Isobolographic depiction of interactions in selected polymyxin-phenazine combinations following the 24-h drug exposure schedule. The isobole labels represent surviving fractions of cells treated with the combinations. A linear shape of the isoboles indicates additivity, while bending of the isoboles toward the origin point signifies a synergistic interaction; the opposite bend for the CST-PYO combination versus BEAS-2B cells suggests weak antagonism between the drugs.

FIG 4

Activity of the Nrf2 transcription factor in BEAS-2B cells in response to 24-h exposures to combinations of CST-PYO (A), CMS-PYO (B), and PMB-PYO (C). The contour labels and the background color denote fold increases in luminescence relative to the values for untreated control wells.

FIG 5

Effects of antioxidants on cytotoxicity of pyocyanin (PYO), colistimethate (CMS), and the CMS-PYO and CMS–1-hydroxyphenazine (1-HP) combinations in three human bronchial epithelial cell lines, as measured after a 24-h exposure in the resazurin assay.

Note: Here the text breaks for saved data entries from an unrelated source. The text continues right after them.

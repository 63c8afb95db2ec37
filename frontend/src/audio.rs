use std::collections::VecDeque;
use std::sync::atomic::{AtomicBool, Ordering};
use std::sync::{Arc, Mutex};

use sdl2::audio::{AudioCallback, AudioDevice, AudioSpecDesired};

/// Number of samples over which to fade in/out (~5.8 ms at 44.1 kHz).
const FADE_SAMPLES: u32 = 256;

pub(crate) struct AudioPlayer {
    buffer: Arc<Mutex<VecDeque<i16>>>,
    fade_in_pos: u32,
    fading_out: Arc<AtomicBool>,
    fade_out_pos: u32,
}

impl AudioCallback for AudioPlayer {
    type Channel = i16;
    fn callback(&mut self, out: &mut [i16]) {
        let mut buf = self.buffer.lock().unwrap();
        for sample in out.iter_mut() {
            let raw = buf.pop_front().unwrap_or(0);

            if self.fade_in_pos < FADE_SAMPLES {
                // Ramp up from silence at startup
                let gain = self.fade_in_pos as f32 / FADE_SAMPLES as f32;
                *sample = (raw as f32 * gain) as i16;
                self.fade_in_pos += 1;
            } else if self.fading_out.load(Ordering::Relaxed) {
                // Ramp down to silence at shutdown
                if self.fade_out_pos < FADE_SAMPLES {
                    let gain = 1.0 - (self.fade_out_pos as f32 / FADE_SAMPLES as f32);
                    *sample = (raw as f32 * gain) as i16;
                    self.fade_out_pos += 1;
                } else {
                    *sample = 0;
                }
            } else {
                *sample = raw;
            }
        }
    }
}

/// Shared audio ring buffer. The emulator thread pushes samples in;
/// the SDL audio callback thread pops them out.
pub type AudioRing = Arc<Mutex<VecDeque<i16>>>;

/// Handle for signalling the audio callback to fade out before shutdown.
pub type FadeOut = Arc<AtomicBool>;

/// Initialize SDL2 audio playback.
///
/// Returns the audio device (must be kept alive), a shared ring buffer
/// for feeding samples, and a fade-out signal for clean shutdown.
///
/// If `sample_rate` is 0, returns `None` (machine has no audio).
pub fn init(
    sdl_audio: &sdl2::AudioSubsystem,
    sample_rate: u32,
) -> Option<(AudioDevice<AudioPlayer>, AudioRing, FadeOut)> {
    if sample_rate == 0 {
        return None;
    }

    let ring: AudioRing = Arc::new(Mutex::new(VecDeque::with_capacity(4096)));
    let fade_out: FadeOut = Arc::new(AtomicBool::new(false));

    let desired_spec = AudioSpecDesired {
        freq: Some(sample_rate as i32),
        channels: Some(1),
        samples: Some(512), // ~11.6 ms at 44100 Hz
    };

    let device = sdl_audio
        .open_playback(None, &desired_spec, |_spec| AudioPlayer {
            buffer: Arc::clone(&ring),
            fade_in_pos: 0,
            fading_out: Arc::clone(&fade_out),
            fade_out_pos: 0,
        })
        .expect("Failed to open SDL audio device");

    // Device starts paused; the emulator loop resumes it after the first
    // frame of audio has been buffered.
    Some((device, ring, fade_out))
}

/// Duration to sleep after signalling fade-out, allowing the callback
/// to ramp down before the device is paused.
pub fn fade_out_duration() -> std::time::Duration {
    // FADE_SAMPLES at 44100 Hz â‰ˆ 5.8 ms; round up to 10 ms for safety.
    std::time::Duration::from_millis(10)
}

/// Feeds the speaker's 8-bit 16 kHz samples into the SDL ring buffer. The
/// device is opened at 16 kHz (see `SOUND_SAMPLE_RATE` in `main.rs`) so no
/// resampling is needed here, only the signed/unsigned conversion.
pub(crate) struct RingSink {
    ring: AudioRing,
}

impl RingSink {
    pub fn new(ring: AudioRing) -> Self {
        Self { ring }
    }
}

impl tk2000::sound::AudioSink for RingSink {
    fn push_samples(&mut self, samples: &[u8]) {
        let mut buf = self.ring.lock().unwrap();
        for &sample in samples {
            // Center the 0/120 square wave around zero for i16 playback.
            let centered = (sample as i16 - 60) * 256;
            buf.push_back(centered);
        }
        // Bound the ring so a stalled audio thread can't grow it unbounded.
        while buf.len() > 16_384 {
            buf.pop_front();
        }
    }
}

Gray bars correspond to antioxidants that are capable of reducing reactive oxidants, and slanted patterned bars correspond to strong iron chelators. Specific concentrations of the cytotoxic agents are 400 μM PYO (A), 600 μM PYO (E and I), 600 μM CMS (B), 1 mM CMS (F and J), 300 μM CMS–200 μM PYO (C), 500 μM CMS–200 μM PYO (G and K), and 300 μM CMS–100 μM 1-HP (D, H, and L). Specific concentrations of antioxidants are 10 mM N-acetyl-cysteine (NAC), 50 μM tyrphostin AG490 (AG490), 100 μM chlorogenic acid (ChlA), 200 μM deferasirox (Dfx), 100 μM EUK134 (cell-permeable catalase/SOD mimic), 50 μM o-phenanthroline (o-Phen), and 100 μM resveratrol (Resv). The error bars are SDs for 3 experiments. Statistical significance between the “no-inhibitor” and antioxidant effects was probed by analysis of variance; for clarity, Ø denotes statistical nonsignificance (P ≥ 0.05).

FIG 6

The transcriptional activity reporter construct. A block of eight antioxidant/electrophile response elements, the sites for binding the cellular stress master regulator Nrf2, is followed by a minimal cytomegalovirus (mCMV) promoter that is followed by a Brazilian click beetle green luciferase gene. In addition, the EF-1 promoter provides continuous transcription of destabilized green fluorescent protein and puromycin resistance genes. A pair of flanking insulators (Ins) protects the construct from epigenetic silencing (25), while the piggyBac transposon inverted terminal repeats (ITR) provide a clean insertion of the reporter into transcriptionally active regions of cellular chromatin.